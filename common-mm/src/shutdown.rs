use tokio::sync::watch;

pub type ShutdownSender = watch::Sender<bool>;
pub type ShutdownReceiver = watch::Receiver<bool>;

pub fn channel() -> (ShutdownSender, ShutdownReceiver) {
    watch::channel(false)
}

pub fn trigger(sender: &ShutdownSender) {
    let _ = sender.send(true);
}

/// Non-blocking check, for loops that must finish their current unit of work
/// before exiting.
pub fn is_triggered(receiver: &ShutdownReceiver) -> bool {
    *receiver.borrow()
}

pub async fn wait(mut receiver: ShutdownReceiver) {
    while !*receiver.borrow() {
        if receiver.changed().await.is_err() {
            break;
        }
    }
}
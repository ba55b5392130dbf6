use std::collections::HashMap;

use async_trait::async_trait;
use axum::{
    extract::ws::{Message as WsMessage, WebSocket, WebSocketUpgrade},
    extract::{Query, State},
    http::StatusCode,
    response::{IntoResponse, Response},
};
use serde::{Deserialize, Serialize};
use tokio::sync::{mpsc, RwLock};
use tracing::{debug, error, info};
use uuid::Uuid;

use common_mm::session::{NotifyMessage, NotifySink};

use crate::{count_request, AppState, WS_PATH};

/// Frames pushed down a player socket.
#[derive(Debug, Serialize)]
#[serde(tag = "event", rename_all = "snake_case")]
enum WsDelivery {
    SendNotify(NotifyMessage),
}

/// Live socket outboxes keyed by session id. The hub is the notifier's
/// delivery surface; the per-session tasks drain the outboxes.
#[derive(Debug, Default)]
pub struct WsHub {
    senders: RwLock<HashMap<String, mpsc::UnboundedSender<NotifyMessage>>>,
}

impl WsHub {
    async fn attach(&self, session_id: &str, sender: mpsc::UnboundedSender<NotifyMessage>) {
        let mut senders = self.senders.write().await;
        senders.insert(session_id.to_string(), sender);
    }

    async fn detach(&self, session_id: &str) {
        let mut senders = self.senders.write().await;
        senders.remove(session_id);
    }
}

#[async_trait]
impl NotifySink for WsHub {
    async fn send_notify(&self, session_id: &str, message: NotifyMessage) -> bool {
        let senders = self.senders.read().await;
        match senders.get(session_id) {
            Some(sender) => sender.send(message).is_ok(),
            None => false,
        }
    }
}

#[derive(Debug, Deserialize)]
pub struct WsParams {
    #[serde(rename = "playerId")]
    pub player_id: Option<String>,
}

/// GET /ws?playerId=... — anonymous connects are refused, matching the
/// socket contract: without a player id there is nothing to notify.
pub async fn ws_handler(
    ws: WebSocketUpgrade,
    Query(params): Query<WsParams>,
    State(state): State<AppState>,
) -> Response {
    count_request(WS_PATH);

    let Some(player_id) = params.player_id.filter(|id| !id.trim().is_empty()) else {
        debug!("anonymous socket connect refused");
        return StatusCode::BAD_REQUEST.into_response();
    };

    ws.on_upgrade(move |socket| ws_session(socket, state, player_id))
}

async fn ws_session(mut socket: WebSocket, state: AppState, player_id: String) {
    let session_id = Uuid::new_v4().to_string();
    let (tx, mut outbox) = mpsc::unbounded_channel();

    state.hub.attach(&session_id, tx).await;
    state.sessions.register(&player_id, &session_id).await;
    info!(%player_id, %session_id, "socket session opened");

    loop {
        tokio::select! {
            maybe_notify = outbox.recv() => {
                let Some(notify) = maybe_notify else { break; };
                match serde_json::to_string(&WsDelivery::SendNotify(notify)) {
                    Ok(text) => {
                        if socket.send(WsMessage::Text(text)).await.is_err() {
                            break;
                        }
                    }
                    Err(err) => error!(%err, "could not encode notify frame"),
                }
            }
            maybe_msg = socket.recv() => {
                let Some(msg) = maybe_msg else { break; };
                match msg {
                    Ok(WsMessage::Ping(payload)) => {
                        let _ = socket.send(WsMessage::Pong(payload)).await;
                    }
                    Ok(WsMessage::Close(_)) | Err(_) => break,
                    _ => {}
                }
            }
        }
    }

    state.sessions.unregister_session(&session_id).await;
    state.hub.detach(&session_id).await;
    info!(%player_id, %session_id, "socket session closed");
}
+--
→ What this task involves: When you reach the end of the data, write every line out again verbatim.

→ Task answer:
filename common-mm/src/shutdown.rs
use tokio::sync::watch;

pub type ShutdownSender = watch::Sender<bool>;
pub type ShutdownReceiver = watch::Receiver<bool>;

pub fn channel() -> (ShutdownSender, ShutdownReceiver) {
    watch::channel(false)
}

pub fn trigger(sender: &ShutdownSender) {
    let _ = sender.send(true);
}

/// Non-blocking check, for loops that must finish their current unit of work
/// before exiting.
pub fn is_triggered(receiver: &ShutdownReceiver) -> bool {
    *receiver.borrow()
}

pub async fn wait(mut receiver: ShutdownReceiver) {
    while !*receiver.borrow() {
        if receiver.changed().await.is_err() {
            break;
        }
    }
}
repository ba55b5392130dbf6
use std::collections::HashMap;

use async_trait::async_trait;
use axum::{
    extract::ws::{Message as WsMessage, WebSocket, WebSocketUpgrade},
    extract::{Query, State},
    http::StatusCode,
    response::{IntoResponse, Response},
};
use serde::{Deserialize, Serialize};
use tokio::sync::{mpsc, RwLock};
use tracing::{debug, error, info};
use uuid::Uuid;

use common_mm::session::{NotifyMessage, NotifySink};

use crate::{count_request, AppState, WS_PATH};

/// Frames pushed down a player socket.
#[derive(Debug, Serialize)]
#[serde(tag = "event", rename_all = "snake_case")]
enum WsDelivery {
    SendNotify(NotifyMessage),
}

/// Live socket outboxes keyed by session id. The hub is the notifier's
/// delivery surface; the per-session tasks drain the outboxes.
#[derive(Debug, Default)]
pub struct WsHub {
    senders: RwLock<HashMap<String, mpsc::UnboundedSender<NotifyMessage>>>,
}

impl WsHub {
    async fn attach(&self, session_id: &str, sender: mpsc::UnboundedSender<NotifyMessage>) {
        let mut senders = self.senders.write().await;
        senders.insert(session_id.to_string(), sender);
    }

    async fn detach(&self, session_id: &str) {
        let mut senders = self.senders.write().await;
        senders.remove(session_id);
    }
}

#[async_trait]
impl NotifySink for WsHub {
    async fn send_notify(&self, session_id: &str, message: NotifyMessage) -> bool {
        let senders = self.senders.read().await;
        match senders.get(session_id) {
            Some(sender) => sender.send(message).is_ok(),
            None => false,
        }
    }
}

#[derive(Debug, Deserialize)]
pub struct WsParams {
    #[serde(rename = "playerId")]
    pub player_id: Option<String>,
}

/// GET /ws?playerId=... — anonymous connects are refused, matching the
/// socket contract: without a player id there is nothing to notify.
pub async fn ws_handler(
    ws: WebSocketUpgrade,
    Query(params): Query<WsParams>,
    State(state): State<AppState>,
) -> Response {
    count_request(WS_PATH);

    let Some(player_id) = params.player_id.filter(|id| !id.trim().is_empty()) else {
        debug!("anonymous socket connect refused");
        return StatusCode::BAD_REQUEST.into_response();
    };

    ws.on_upgrade(move |socket| ws_session(socket, state, player_id))
}

async fn ws_session(mut socket: WebSocket, state: AppState, player_id: String) {
    let session_id = Uuid::new_v4().to_string();
    let (tx, mut outbox) = mpsc::unbounded_channel();

    state.hub.attach(&session_id, tx).await;
    state.sessions.register(&player_id, &session_id).await;
    info!(%player_id, %session_id, "socket session opened");

    loop {
        tokio::select! {
            maybe_notify = outbox.recv() => {
                let Some(notify) = maybe_notify else { break; };
                match serde_json::to_string(&WsDelivery::SendNotify(notify)) {
                    Ok(text) => {
                        if socket.send(WsMessage::Text(text)).await.is_err() {
                            break;
                        }
                    }
                    Err(err) => error!(%err, "could not encode notify frame"),
                }
            }
            maybe_msg = socket.recv() => {
                let Some(msg) = maybe_msg else { break; };
                match msg {
                    Ok(WsMessage::Ping(payload)) => {
                        let _ = socket.send(WsMessage::Pong(payload)).await;
                    }
                    Ok(WsMessage::Close(_)) | Err(_) => break,
                    _ => {}
                }
            }
        }
    }

    state.sessions.unregister_session(&session_id).await;
    state.hub.detach(&session_id).await;
    info!(%player_id, %session_id, "socket session closed");
}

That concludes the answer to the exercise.